What you will do:
Report how many lines in the data include "mutate", with the number as the only reply.

Extracted information:
* * *

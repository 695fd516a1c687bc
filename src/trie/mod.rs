//! Compressed prefix trie over byte strings.
//!
//! This module provides the core structure:
//!
//! - [`store`] - node arena, label arena, subtree length bounds
//! - [`mutate`] - compression-preserving insert / remove
//! - [`iter`] - lexicographic entry iteration
//!
//! The search entry points live in [`crate::search`].

pub(crate) mod iter;
pub(crate) mod mutate;
pub(crate) mod store;

pub use iter::Entries;

use crate::error::TrieError;
use ahash::AHashSet;
use rayon::prelude::*;
use serde::{Deserialize, Serialize};
use store::{NodeId, NodeStore, ROOT};

/// Above this many input entries, bulk construction sorts in parallel
const PAR_SORT_THRESHOLD: usize = 100_000;

/// Construction-time options.
#[derive(Debug, Clone, Copy, PartialEq, Eq, Serialize, Deserialize)]
pub struct TrieConfig {
    /// Permit insertions and deletions during fuzzy search; when
    /// false, the budget only buys substitutions
    pub allow_indels: bool,
    /// Reject `add`/`remove` after construction
    pub immutable: bool,
}

impl Default for TrieConfig {
    fn default() -> Self {
        Self {
            allow_indels: false,
            immutable: true,
        }
    }
}

/// Size and shape counters, mostly for the CLI and tests.
#[derive(Debug, Clone, Copy, PartialEq, Eq, Serialize)]
pub struct TrieStats {
    /// Stored entries
    pub entry_count: usize,
    /// Live nodes, root included
    pub node_count: usize,
    /// Label arena size, slack included
    pub label_bytes: usize,
    /// Label bytes referenced by live nodes
    pub live_label_bytes: usize,
    /// Longest root-to-leaf chain, in nodes
    pub max_depth: usize,
}

/// A path-compressed trie with budget-limited fuzzy lookup.
///
/// Stores a set of byte strings (duplicates collapse) and answers
/// exact, fuzzy, substring and longest-prefix queries over them. All
/// queries are read-only; concurrent readers are safe as long as no
/// mutator runs.
///
/// # Examples
///
/// ```ignore
/// use ftrie::{PrefixTrie, TrieConfig};
///
/// let trie = PrefixTrie::new(
///     ["ACGT", "ACGG", "ACGC"],
///     TrieConfig { allow_indels: true, ..Default::default() },
/// );
/// let hit = trie.search(b"ACGA", 1).unwrap();
/// assert_eq!((hit.entry.as_slice(), hit.distance), (&b"ACGC"[..], 1));
/// ```
#[derive(Debug)]
pub struct PrefixTrie {
    pub(crate) store: NodeStore,
    pub(crate) entries: AHashSet<Box<[u8]>>,
    pub(crate) config: TrieConfig,
}

impl PrefixTrie {
    /// Build a trie from `entries` with the given options.
    ///
    /// Inputs are deduplicated; the empty string is a valid entry and
    /// marks the root terminal. Construction sorts the input (in
    /// parallel for large batches) so the resulting structure is
    /// independent of input order.
    pub fn new<I, S>(entries: I, config: TrieConfig) -> Self
    where
        I: IntoIterator<Item = S>,
        S: AsRef<[u8]>,
    {
        let mut sorted: Vec<Box<[u8]>> = entries
            .into_iter()
            .map(|e| Box::<[u8]>::from(e.as_ref()))
            .collect();
        if sorted.len() > PAR_SORT_THRESHOLD {
            sorted.par_sort_unstable();
        } else {
            sorted.sort_unstable();
        }
        sorted.dedup();

        let mut store = NodeStore::new();
        let mut path = Vec::new();
        for entry in &sorted {
            mutate::insert_entry(&mut store, entry, &mut path);
        }
        store.rebuild_tails();

        Self {
            store,
            entries: sorted.into_iter().collect(),
            config,
        }
    }

    /// Build with the default configuration (substitutions only,
    /// immutable)
    pub fn from_entries<I, S>(entries: I) -> Self
    where
        I: IntoIterator<Item = S>,
        S: AsRef<[u8]>,
    {
        Self::new(entries, TrieConfig::default())
    }

    /// The configuration this trie was built with
    pub fn config(&self) -> TrieConfig {
        self.config
    }

    /// True if `entry` is stored. O(1) expected; never walks the tree.
    pub fn contains(&self, entry: &[u8]) -> bool {
        self.entries.contains(entry)
    }

    /// Number of stored entries
    pub fn len(&self) -> usize {
        self.entries.len()
    }

    /// True if no entries are stored
    pub fn is_empty(&self) -> bool {
        self.entries.is_empty()
    }

    /// Add `entry`. Idempotent; fails on an immutable trie.
    pub fn add(&mut self, entry: &[u8]) -> Result<(), TrieError> {
        if self.config.immutable {
            return Err(TrieError::ImmutableViolation);
        }
        if self.entries.contains(entry) {
            return Ok(());
        }
        let mut path = Vec::new();
        mutate::insert_entry(&mut self.store, entry, &mut path);
        for &id in path.iter().rev() {
            self.store.recompute_tail(id);
        }
        self.entries.insert(entry.into());
        Ok(())
    }

    /// Remove `entry`. Idempotent; fails on an immutable trie.
    pub fn remove(&mut self, entry: &[u8]) -> Result<(), TrieError> {
        if self.config.immutable {
            return Err(TrieError::ImmutableViolation);
        }
        if !self.entries.contains(entry) {
            return Ok(());
        }
        let mut path = Vec::new();
        mutate::remove_entry(&mut self.store, entry, &mut path);
        self.entries.remove(entry);
        Ok(())
    }

    /// Gather size and shape counters
    pub fn stats(&self) -> TrieStats {
        let mut live_label_bytes = 0;
        let mut max_depth = 0;
        // Depth-first walk without recursion; depth counts nodes below
        // the root, which equals the stack height at push time.
        let mut stack: Vec<(NodeId, usize)> = vec![(ROOT, 0)];
        while let Some(top) = stack.last_mut() {
            let (id, cursor) = *top;
            match self.store.node(id).children.get(cursor) {
                Some(&(_, child)) => {
                    top.1 += 1;
                    live_label_bytes += self.store.node(child).label_len();
                    max_depth = max_depth.max(stack.len());
                    stack.push((child, 0));
                }
                None => {
                    stack.pop();
                }
            }
        }
        TrieStats {
            entry_count: self.entries.len(),
            node_count: self.store.live_nodes(),
            label_bytes: self.store.label_bytes(),
            live_label_bytes,
            max_depth,
        }
    }

    /// Check every structural invariant, panicking with a description
    /// on the first violation. Test and fuzzing hook; not part of the
    /// stable API.
    #[doc(hidden)]
    pub fn assert_invariants(&self) {
        let mut seen_entries: Vec<Vec<u8>> = Vec::new();
        let mut visited = 1usize;
        let mut path: Vec<u8> = Vec::new();
        self.check_node(ROOT, &mut path, &mut seen_entries, &mut visited);

        assert_eq!(
            visited,
            self.store.live_nodes(),
            "arena holds nodes unreachable from the root"
        );
        assert_eq!(
            seen_entries.len(),
            self.entries.len(),
            "entry set and tree disagree on entry count"
        );
        for entry in &seen_entries {
            assert!(
                self.entries.contains(entry.as_slice()),
                "tree yields entry missing from the entry set: {entry:?}"
            );
        }
    }

    fn check_node(
        &self,
        id: NodeId,
        path: &mut Vec<u8>,
        entries: &mut Vec<Vec<u8>>,
        visited: &mut usize,
    ) {
        let node = self.store.node(id);
        if id != ROOT {
            assert!(!self.store.label(id).is_empty(), "non-root node with empty label");
        }
        if node.terminal {
            entries.push(path.clone());
        } else if id != ROOT {
            assert!(
                node.children.len() >= 2,
                "non-terminal interior node with {} child(ren): not path-compressed",
                node.children.len()
            );
        }

        // Tail bounds must match a from-scratch recomputation
        let own = node.label_len() as u32;
        let mut min_tail = if node.terminal { own } else { u32::MAX };
        let mut max_tail = if node.terminal { own } else { 0 };

        let mut prev_first: Option<u8> = None;
        for &(first, child) in &node.children {
            if let Some(p) = prev_first {
                assert!(p < first, "child table out of order or duplicated first byte");
            }
            prev_first = Some(first);
            assert_eq!(
                self.store.label(child)[0],
                first,
                "child table key disagrees with child label"
            );

            *visited += 1;
            path.extend_from_slice(self.store.label(child));
            self.check_node(child, path, entries, visited);
            path.truncate(path.len() - self.store.label(child).len());

            let c = self.store.node(child);
            assert_ne!(c.min_tail, u32::MAX, "subtree without a terminal survived");
            min_tail = min_tail.min(own + c.min_tail);
            max_tail = max_tail.max(own + c.max_tail);
        }

        assert_eq!(node.min_tail, min_tail, "stale min_tail on node {id}");
        assert_eq!(node.max_tail, max_tail, "stale max_tail on node {id}");
    }
}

* * *

Solution:
5